• **Records to process**:
▬▬▬▬▬▬▬▬▬▬
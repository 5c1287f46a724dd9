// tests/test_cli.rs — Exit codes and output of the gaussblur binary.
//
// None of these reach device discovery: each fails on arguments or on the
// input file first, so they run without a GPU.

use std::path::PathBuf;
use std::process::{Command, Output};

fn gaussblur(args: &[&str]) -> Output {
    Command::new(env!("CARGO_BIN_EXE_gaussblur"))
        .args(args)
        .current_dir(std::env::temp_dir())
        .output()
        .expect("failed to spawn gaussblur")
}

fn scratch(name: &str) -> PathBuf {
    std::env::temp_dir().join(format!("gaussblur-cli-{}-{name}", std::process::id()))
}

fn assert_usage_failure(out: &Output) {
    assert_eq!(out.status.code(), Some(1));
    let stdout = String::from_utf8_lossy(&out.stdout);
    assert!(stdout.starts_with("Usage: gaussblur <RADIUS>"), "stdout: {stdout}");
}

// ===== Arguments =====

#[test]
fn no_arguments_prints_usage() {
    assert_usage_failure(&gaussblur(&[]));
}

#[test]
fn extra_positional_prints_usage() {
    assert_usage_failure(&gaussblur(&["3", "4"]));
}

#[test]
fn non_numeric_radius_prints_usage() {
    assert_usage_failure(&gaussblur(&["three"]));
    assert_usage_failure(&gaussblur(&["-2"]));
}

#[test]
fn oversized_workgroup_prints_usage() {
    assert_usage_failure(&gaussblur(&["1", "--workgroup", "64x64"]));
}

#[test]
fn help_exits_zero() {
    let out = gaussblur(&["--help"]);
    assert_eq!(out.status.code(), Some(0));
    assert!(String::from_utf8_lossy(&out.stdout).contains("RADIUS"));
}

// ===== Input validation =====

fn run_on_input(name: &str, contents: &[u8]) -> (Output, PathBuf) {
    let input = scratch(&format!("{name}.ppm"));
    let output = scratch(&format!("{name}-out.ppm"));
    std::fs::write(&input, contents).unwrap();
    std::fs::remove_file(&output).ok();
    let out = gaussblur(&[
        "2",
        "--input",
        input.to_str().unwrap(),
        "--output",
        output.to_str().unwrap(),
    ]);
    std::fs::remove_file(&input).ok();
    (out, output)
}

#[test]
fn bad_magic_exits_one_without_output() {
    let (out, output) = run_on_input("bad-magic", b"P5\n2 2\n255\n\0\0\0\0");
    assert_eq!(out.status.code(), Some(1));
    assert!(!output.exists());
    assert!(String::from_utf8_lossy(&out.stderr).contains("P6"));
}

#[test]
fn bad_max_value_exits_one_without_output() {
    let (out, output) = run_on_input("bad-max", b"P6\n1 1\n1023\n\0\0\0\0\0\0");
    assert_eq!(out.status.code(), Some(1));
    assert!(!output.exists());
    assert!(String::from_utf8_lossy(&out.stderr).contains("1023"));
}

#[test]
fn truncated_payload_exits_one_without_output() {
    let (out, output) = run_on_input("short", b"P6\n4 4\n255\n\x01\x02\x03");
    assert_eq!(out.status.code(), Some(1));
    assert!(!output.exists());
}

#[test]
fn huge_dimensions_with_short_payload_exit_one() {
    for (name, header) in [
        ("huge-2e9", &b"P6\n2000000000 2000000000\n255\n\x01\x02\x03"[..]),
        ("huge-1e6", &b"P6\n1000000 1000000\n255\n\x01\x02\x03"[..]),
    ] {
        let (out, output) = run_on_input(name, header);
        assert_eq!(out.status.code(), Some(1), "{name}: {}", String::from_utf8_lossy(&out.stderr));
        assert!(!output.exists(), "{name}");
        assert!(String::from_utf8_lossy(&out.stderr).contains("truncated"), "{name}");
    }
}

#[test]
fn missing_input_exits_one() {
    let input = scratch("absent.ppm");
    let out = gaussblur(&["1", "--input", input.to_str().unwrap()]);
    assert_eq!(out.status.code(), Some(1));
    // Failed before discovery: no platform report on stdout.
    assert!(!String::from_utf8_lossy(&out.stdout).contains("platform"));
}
▬▬▬▬▬▬▬▬▬▬
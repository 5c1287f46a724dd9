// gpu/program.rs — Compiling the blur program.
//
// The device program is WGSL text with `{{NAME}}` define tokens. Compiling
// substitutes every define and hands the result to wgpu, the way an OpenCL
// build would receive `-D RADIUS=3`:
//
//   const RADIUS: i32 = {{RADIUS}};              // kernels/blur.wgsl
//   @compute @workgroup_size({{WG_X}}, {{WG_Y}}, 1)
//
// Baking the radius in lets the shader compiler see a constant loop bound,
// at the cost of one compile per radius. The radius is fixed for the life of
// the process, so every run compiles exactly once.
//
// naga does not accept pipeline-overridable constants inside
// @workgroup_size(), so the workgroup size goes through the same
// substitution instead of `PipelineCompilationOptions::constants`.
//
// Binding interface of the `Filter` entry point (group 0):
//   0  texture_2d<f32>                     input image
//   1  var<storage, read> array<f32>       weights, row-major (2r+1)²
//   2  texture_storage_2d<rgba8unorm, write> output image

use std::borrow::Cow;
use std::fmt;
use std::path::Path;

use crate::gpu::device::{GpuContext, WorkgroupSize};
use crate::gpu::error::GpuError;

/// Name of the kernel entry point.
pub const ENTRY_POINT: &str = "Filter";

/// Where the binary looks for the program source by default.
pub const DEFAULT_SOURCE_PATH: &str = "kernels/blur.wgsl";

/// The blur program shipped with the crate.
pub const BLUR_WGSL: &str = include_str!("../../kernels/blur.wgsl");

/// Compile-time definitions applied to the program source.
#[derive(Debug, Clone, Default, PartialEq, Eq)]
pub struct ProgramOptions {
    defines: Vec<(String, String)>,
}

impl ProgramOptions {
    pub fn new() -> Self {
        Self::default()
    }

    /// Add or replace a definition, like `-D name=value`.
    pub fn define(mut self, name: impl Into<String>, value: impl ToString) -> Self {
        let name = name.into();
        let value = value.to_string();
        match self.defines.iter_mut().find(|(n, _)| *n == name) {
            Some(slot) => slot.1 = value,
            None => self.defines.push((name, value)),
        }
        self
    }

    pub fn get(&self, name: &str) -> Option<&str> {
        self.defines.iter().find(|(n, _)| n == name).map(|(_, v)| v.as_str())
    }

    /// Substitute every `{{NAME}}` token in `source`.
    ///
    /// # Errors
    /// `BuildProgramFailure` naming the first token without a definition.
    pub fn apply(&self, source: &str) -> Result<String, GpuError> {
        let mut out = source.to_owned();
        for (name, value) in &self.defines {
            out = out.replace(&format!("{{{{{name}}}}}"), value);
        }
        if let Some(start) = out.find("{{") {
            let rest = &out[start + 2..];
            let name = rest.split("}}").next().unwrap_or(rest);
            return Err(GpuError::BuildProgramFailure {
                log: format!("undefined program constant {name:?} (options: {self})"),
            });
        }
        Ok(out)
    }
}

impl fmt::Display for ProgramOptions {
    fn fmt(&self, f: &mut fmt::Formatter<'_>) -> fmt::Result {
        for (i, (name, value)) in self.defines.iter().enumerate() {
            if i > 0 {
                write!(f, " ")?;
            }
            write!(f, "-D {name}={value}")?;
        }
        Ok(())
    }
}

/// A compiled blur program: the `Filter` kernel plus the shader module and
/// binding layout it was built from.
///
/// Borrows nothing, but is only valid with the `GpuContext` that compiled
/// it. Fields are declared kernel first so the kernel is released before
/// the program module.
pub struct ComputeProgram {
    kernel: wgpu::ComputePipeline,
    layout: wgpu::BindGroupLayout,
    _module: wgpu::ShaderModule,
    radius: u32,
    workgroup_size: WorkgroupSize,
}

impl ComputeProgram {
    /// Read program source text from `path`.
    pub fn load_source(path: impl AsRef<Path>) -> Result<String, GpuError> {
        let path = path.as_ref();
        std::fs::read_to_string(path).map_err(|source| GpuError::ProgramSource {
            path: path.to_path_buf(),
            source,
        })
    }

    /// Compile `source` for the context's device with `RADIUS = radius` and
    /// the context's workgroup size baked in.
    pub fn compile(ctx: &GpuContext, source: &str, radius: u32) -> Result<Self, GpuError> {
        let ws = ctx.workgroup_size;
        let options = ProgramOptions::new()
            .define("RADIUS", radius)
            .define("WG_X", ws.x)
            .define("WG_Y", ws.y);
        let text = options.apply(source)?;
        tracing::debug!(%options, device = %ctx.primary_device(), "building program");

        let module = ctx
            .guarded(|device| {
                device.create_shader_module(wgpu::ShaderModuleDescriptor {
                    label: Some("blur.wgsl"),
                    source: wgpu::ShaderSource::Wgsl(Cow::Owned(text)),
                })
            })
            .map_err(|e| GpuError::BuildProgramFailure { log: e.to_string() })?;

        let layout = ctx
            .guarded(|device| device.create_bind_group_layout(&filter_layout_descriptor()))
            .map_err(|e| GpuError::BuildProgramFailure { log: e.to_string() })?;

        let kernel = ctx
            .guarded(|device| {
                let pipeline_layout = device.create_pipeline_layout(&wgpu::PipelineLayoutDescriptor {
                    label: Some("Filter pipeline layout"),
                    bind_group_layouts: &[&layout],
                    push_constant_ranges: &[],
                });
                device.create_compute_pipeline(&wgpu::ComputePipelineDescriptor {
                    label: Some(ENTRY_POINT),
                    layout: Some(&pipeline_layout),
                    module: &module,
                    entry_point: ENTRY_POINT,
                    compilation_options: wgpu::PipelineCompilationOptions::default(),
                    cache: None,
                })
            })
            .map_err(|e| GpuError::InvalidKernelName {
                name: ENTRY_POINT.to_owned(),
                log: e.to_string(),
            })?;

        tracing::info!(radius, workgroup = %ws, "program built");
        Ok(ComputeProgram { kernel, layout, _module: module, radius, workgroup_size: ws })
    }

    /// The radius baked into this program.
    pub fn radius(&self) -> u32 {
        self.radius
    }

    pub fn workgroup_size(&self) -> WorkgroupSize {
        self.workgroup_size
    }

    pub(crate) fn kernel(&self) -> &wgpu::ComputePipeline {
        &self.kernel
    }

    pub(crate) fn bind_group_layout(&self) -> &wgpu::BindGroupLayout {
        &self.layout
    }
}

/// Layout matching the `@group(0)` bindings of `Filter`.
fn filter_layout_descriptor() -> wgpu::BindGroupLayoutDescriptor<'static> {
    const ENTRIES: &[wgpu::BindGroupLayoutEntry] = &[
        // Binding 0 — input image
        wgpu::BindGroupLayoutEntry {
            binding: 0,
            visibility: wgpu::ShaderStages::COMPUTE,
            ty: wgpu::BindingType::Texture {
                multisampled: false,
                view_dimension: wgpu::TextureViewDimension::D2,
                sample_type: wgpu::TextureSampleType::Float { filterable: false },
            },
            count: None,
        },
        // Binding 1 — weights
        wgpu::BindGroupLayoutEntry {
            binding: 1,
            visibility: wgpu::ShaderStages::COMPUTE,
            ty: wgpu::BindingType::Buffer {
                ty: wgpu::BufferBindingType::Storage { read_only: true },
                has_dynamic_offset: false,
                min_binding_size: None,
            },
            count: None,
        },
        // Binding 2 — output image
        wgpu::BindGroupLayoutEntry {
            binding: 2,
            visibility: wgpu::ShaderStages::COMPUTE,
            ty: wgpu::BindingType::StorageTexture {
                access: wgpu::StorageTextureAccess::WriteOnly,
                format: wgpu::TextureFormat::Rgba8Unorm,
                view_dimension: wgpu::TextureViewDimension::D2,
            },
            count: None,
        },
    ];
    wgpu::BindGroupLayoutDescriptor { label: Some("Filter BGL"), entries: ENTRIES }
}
▬▬▬▬▬▬▬▬▬▬
• **Required action**:
Report how many lines in the listing above have the string "compiled" in them; write the number only.

• **Response to the exercise**:
2